***** Information given *****

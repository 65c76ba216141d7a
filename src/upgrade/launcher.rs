//! Starting the application after an update.
//!
//! The updater hands the main entry file to an interpreter as its only
//! argument. [`Launcher`] is the seam: [`ProcessLauncher`] spawns a real
//! process, [`RecordingLauncher`] only records what would have been started.

use anyhow::{Context, Result};
use serde::{Deserialize, Serialize};
use std::future::Future;
use std::path::{Path, PathBuf};
use std::sync::Mutex;
use tokio::process::Command;
use tracing::{debug, info};

use crate::core::UpdaterError;

/// Whether the updater waits for the launched application.
#[derive(Debug, Clone, Copy, Default, PartialEq, Eq, Serialize, Deserialize)]
#[serde(rename_all = "kebab-case")]
pub enum LaunchMode {
    /// Block until the application exits.
    #[default]
    Wait,
    /// Spawn the application and return immediately.
    Detach,
}

/// A request to start the application.
#[derive(Debug, Clone, PartialEq, Eq)]
pub struct LaunchRequest {
    /// Interpreter path, or a bare name looked up on `PATH`.
    pub interpreter: String,
    /// Main entry file, passed as the sole argument.
    pub program: PathBuf,
    /// Working directory of the new process.
    pub working_dir: PathBuf,
    /// Wait or detach.
    pub mode: LaunchMode,
}

/// How a launch ended, from the updater's point of view.
#[derive(Debug, Clone, Copy, PartialEq, Eq)]
pub enum LaunchOutcome {
    /// The application ran to completion. `code` is `None` when it was
    /// terminated by a signal.
    Exited {
        /// Exit code.
        code: Option<i32>,
    },
    /// The application was started and left running.
    Detached {
        /// Process id, when the platform reports one.
        pid: Option<u32>,
    },
}

/// Starts the main application.
pub trait Launcher: Send + Sync {
    /// Start `request.program` with `request.interpreter`.
    fn launch(
        &self,
        request: &LaunchRequest,
    ) -> impl Future<Output = Result<LaunchOutcome>> + Send;
}

/// Spawns the application as a child process with inherited stdio.
#[derive(Debug, Clone, Copy, Default)]
pub struct ProcessLauncher;

impl ProcessLauncher {
    /// Resolve a bare interpreter name on `PATH`; paths are used as given.
    fn resolve_interpreter(interpreter: &str) -> Result<PathBuf> {
        let candidate = Path::new(interpreter);
        if candidate.components().count() > 1 || candidate.is_absolute() {
            return Ok(candidate.to_path_buf());
        }
        which::which(interpreter)
            .with_context(|| format!("Interpreter '{interpreter}' not found on PATH"))
    }
}

impl Launcher for ProcessLauncher {
    async fn launch(&self, request: &LaunchRequest) -> Result<LaunchOutcome> {
        let launch_error = |reason: String| UpdaterError::LaunchFailed {
            program: request.program.display().to_string(),
            reason,
        };

        let interpreter = Self::resolve_interpreter(&request.interpreter)
            .map_err(|e| launch_error(format!("{e:#}")))?;

        info!(
            "Launching {} {} ({:?})",
            interpreter.display(),
            request.program.display(),
            request.mode
        );

        let mut command = Command::new(&interpreter);
        command.arg(&request.program).current_dir(&request.working_dir);

        match request.mode {
            LaunchMode::Wait => {
                let status = command.status().await.map_err(|e| launch_error(e.to_string()))?;
                debug!("Application exited with {}", status);
                Ok(LaunchOutcome::Exited {
                    code: status.code(),
                })
            }
            LaunchMode::Detach => {
                let child = command.spawn().map_err(|e| launch_error(e.to_string()))?;
                let pid = child.id();
                debug!("Application detached with pid {:?}", pid);
                Ok(LaunchOutcome::Detached {
                    pid,
                })
            }
        }
    }
}

/// Launcher that records requests instead of spawning processes.
#[derive(Debug)]
pub struct RecordingLauncher {
    requests: Mutex<Vec<LaunchRequest>>,
    outcome: Option<LaunchOutcome>,
}

impl Default for RecordingLauncher {
    fn default() -> Self {
        Self::new()
    }
}

impl RecordingLauncher {
    /// Records and reports a clean exit for every request.
    pub fn new() -> Self {
        Self {
            requests: Mutex::new(Vec::new()),
            outcome: Some(LaunchOutcome::Exited {
                code: Some(0),
            }),
        }
    }

    /// Records and fails every request with [`UpdaterError::LaunchFailed`].
    pub fn failing() -> Self {
        Self {
            requests: Mutex::new(Vec::new()),
            outcome: None,
        }
    }

    /// Requests received so far.
    pub fn requests(&self) -> Vec<LaunchRequest> {
        self.requests.lock().map(|r| r.clone()).unwrap_or_default()
    }
}

impl Launcher for RecordingLauncher {
    async fn launch(&self, request: &LaunchRequest) -> Result<LaunchOutcome> {
        if let Ok(mut requests) = self.requests.lock() {
            requests.push(request.clone());
        }

        self.outcome.ok_or_else(|| {
            UpdaterError::LaunchFailed {
                program: request.program.display().to_string(),
                reason: "launch disabled".to_string(),
            }
            .into()
        })
    }
}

*****

Directions for this task:
Take the entries and print them exactly. Keep every line.

Result of the exercise:
repository 65c76ba216141d7a
filename src/upgrade/launcher.rs
//! Starting the application after an update.
//!
//! The updater hands the main entry file to an interpreter as its only
//! argument. [`Launcher`] is the seam: [`ProcessLauncher`] spawns a real
//! process, [`RecordingLauncher`] only records what would have been started.

use anyhow::{Context, Result};
use serde::{Deserialize, Serialize};
use std::future::Future;
use std::path::{Path, PathBuf};
use std::sync::Mutex;
use tokio::process::Command;
use tracing::{debug, info};

use crate::core::UpdaterError;

/// Whether the updater waits for the launched application.
#[derive(Debug, Clone, Copy, Default, PartialEq, Eq, Serialize, Deserialize)]
#[serde(rename_all = "kebab-case")]
pub enum LaunchMode {
    /// Block until the application exits.
    #[default]
    Wait,
    /// Spawn the application and return immediately.
    Detach,
}

/// A request to start the application.
#[derive(Debug, Clone, PartialEq, Eq)]
pub struct LaunchRequest {
    /// Interpreter path, or a bare name looked up on `PATH`.
    pub interpreter: String,
    /// Main entry file, passed as the sole argument.
    pub program: PathBuf,
    /// Working directory of the new process.
    pub working_dir: PathBuf,
    /// Wait or detach.
    pub mode: LaunchMode,
}

/// How a launch ended, from the updater's point of view.
#[derive(Debug, Clone, Copy, PartialEq, Eq)]
pub enum LaunchOutcome {
    /// The application ran to completion. `code` is `None` when it was
    /// terminated by a signal.
    Exited {
        /// Exit code.
        code: Option<i32>,
    },
    /// The application was started and left running.
    Detached {
        /// Process id, when the platform reports one.
        pid: Option<u32>,
    },
}

/// Starts the main application.
pub trait Launcher: Send + Sync {
    /// Start `request.program` with `request.interpreter`.
    fn launch(
        &self,
        request: &LaunchRequest,
    ) -> impl Future<Output = Result<LaunchOutcome>> + Send;
}

/// Spawns the application as a child process with inherited stdio.
#[derive(Debug, Clone, Copy, Default)]
pub struct ProcessLauncher;

impl ProcessLauncher {
    /// Resolve a bare interpreter name on `PATH`; paths are used as given.
    fn resolve_interpreter(interpreter: &str) -> Result<PathBuf> {
        let candidate = Path::new(interpreter);
        if candidate.components().count() > 1 || candidate.is_absolute() {
            return Ok(candidate.to_path_buf());
        }
        which::which(interpreter)
            .with_context(|| format!("Interpreter '{interpreter}' not found on PATH"))
    }
}

impl Launcher for ProcessLauncher {
    async fn launch(&self, request: &LaunchRequest) -> Result<LaunchOutcome> {
        let launch_error = |reason: String| UpdaterError::LaunchFailed {
            program: request.program.display().to_string(),
            reason,
        };

        let interpreter = Self::resolve_interpreter(&request.interpreter)
            .map_err(|e| launch_error(format!("{e:#}")))?;

        info!(
            "Launching {} {} ({:?})",
            interpreter.display(),
            request.program.display(),
            request.mode
        );

        let mut command = Command::new(&interpreter);
        command.arg(&request.program).current_dir(&request.working_dir);

        match request.mode {
            LaunchMode::Wait => {
                let status = command.status().await.map_err(|e| launch_error(e.to_string()))?;
                debug!("Application exited with {}", status);
                Ok(LaunchOutcome::Exited {
                    code: status.code(),
                })
            }
            LaunchMode::Detach => {
                let child = command.spawn().map_err(|e| launch_error(e.to_string()))?;
                let pid = child.id();
                debug!("Application detached with pid {:?}", pid);
                Ok(LaunchOutcome::Detached {
                    pid,
                })
            }
        }
    }
}

/// Launcher that records requests instead of spawning processes.
#[derive(Debug)]
pub struct RecordingLauncher {
    requests: Mutex<Vec<LaunchRequest>>,
    outcome: Option<LaunchOutcome>,
}

impl Default for RecordingLauncher {
    fn default() -> Self {
        Self::new()
    }
}

impl RecordingLauncher {
    /// Records and reports a clean exit for every request.
    pub fn new() -> Self {
        Self {
            requests: Mutex::new(Vec::new()),
            outcome: Some(LaunchOutcome::Exited {
                code: Some(0),
            }),
        }
    }

    /// Records and fails every request with [`UpdaterError::LaunchFailed`].
    pub fn failing() -> Self {
        Self {
            requests: Mutex::new(Vec::new()),
            outcome: None,
        }
    }

    /// Requests received so far.
    pub fn requests(&self) -> Vec<LaunchRequest> {
        self.requests.lock().map(|r| r.clone()).unwrap_or_default()
    }
}

impl Launcher for RecordingLauncher {
    async fn launch(&self, request: &LaunchRequest) -> Result<LaunchOutcome> {
        if let Ok(mut requests) = self.requests.lock() {
            requests.push(request.clone());
        }

        self.outcome.ok_or_else(|| {
            UpdaterError::LaunchFailed {
                program: request.program.display().to_string(),
                reason: "launch disabled".to_string(),
            }
            .into()
        })
    }
}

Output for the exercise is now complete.